Celebration of Cinco de Mayo in the U.S. was the result of Chican@ activists raising awareness in the 1960s about the day and using it to celebrate Mexican culture. There are large parades and cultural events throughout the U.S., especially in places with a large Mexican American population.
In addition to celebrating Mexican heritage, Cinco de Mayo is often used as an excuse for heavy drinking and partying.
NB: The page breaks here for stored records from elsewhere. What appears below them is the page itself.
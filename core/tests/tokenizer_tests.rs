use std::io::Write;
use vsr_core::Tokenizer;

#[test]
fn it_normalizes_and_stems() {
    let words = Tokenizer::new().tokenize("Running Runners RUN! The café's menu.");
    // Stemming to "run" should appear
    assert!(words.contains(&"run".to_string()));
    // NFKC keeps accents
    assert!(words.contains(&"café".to_string()));
}

#[test]
fn it_folds_compatibility_forms() {
    let words = Tokenizer::new().with_stemming(false).tokenize("ﬁle ＳＴＡＴＩＮ café");
    assert_eq!(words, vec!["file", "statin", "café"]);
}

#[test]
fn it_filters_stopwords() {
    let words = Tokenizer::new().tokenize("The quick brown fox and the lazy dog");
    assert!(!words.contains(&"the".to_string()));
    assert!(!words.contains(&"and".to_string()));
}

#[test]
fn it_loads_stopword_file() {
    let mut f = tempfile::NamedTempFile::new().unwrap();
    writeln!(f, "# medical stopwords").unwrap();
    writeln!(f, "patient").unwrap();
    writeln!(f).unwrap();
    writeln!(f, "Study").unwrap();
    let tokenizer = Tokenizer::from_stopword_file(f.path()).unwrap().with_stemming(false);
    let words = tokenizer.tokenize("patient study of the statin");
    assert_eq!(words, vec!["of", "the", "statin"]);
}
Along with this this celebration there is often problematic cultural appropriation, with people dressing up in stereotypical Mexican outfits and saying things like “Cinco de Drinko.” If you choose to celebrate Cinco de Mayo, I hope that you’ll avoid racist stereotypes and use the day as an opportunity to educate yourself about Mexican history and learn more about Mexican culture.
Here are a few helpful articles about how to avoid cultural appropriation while celebrating Cinco de Mayo:
- Stop calling it “Cinco de Drinko.”
- Just Avoid any Fake Spanish Vocab for that Matter
- Don’t Confuse Casual Racism for Celebration
- Let’s #ReclaimCinco Instead
“Unfortunately, the holiday has been commercialized by the food and liquor industry and in the United States, Cinco de Mayo (similar to St. Patrick’s Day) has become an excuse to imbibe spirits and help Corona and Dos Equis beer companies improve their market share. Bars offer half-price margaritas and Tex-Mex fast-food chains see an increase in sales while sombreros and piñatas fly off the shelves of big-box party supply stores. Chicana/o youth are exposed to strong alcohol marketing campaigns with damaging stereotypes. Some groups have resisted, sponsoring Cinco de Mayo con Orgullo (Cinco de Mayo with Pride) celebrations. These nonalcoholic events focus on heritage and empowerment rather than on Mexican hat dances and drinking games.”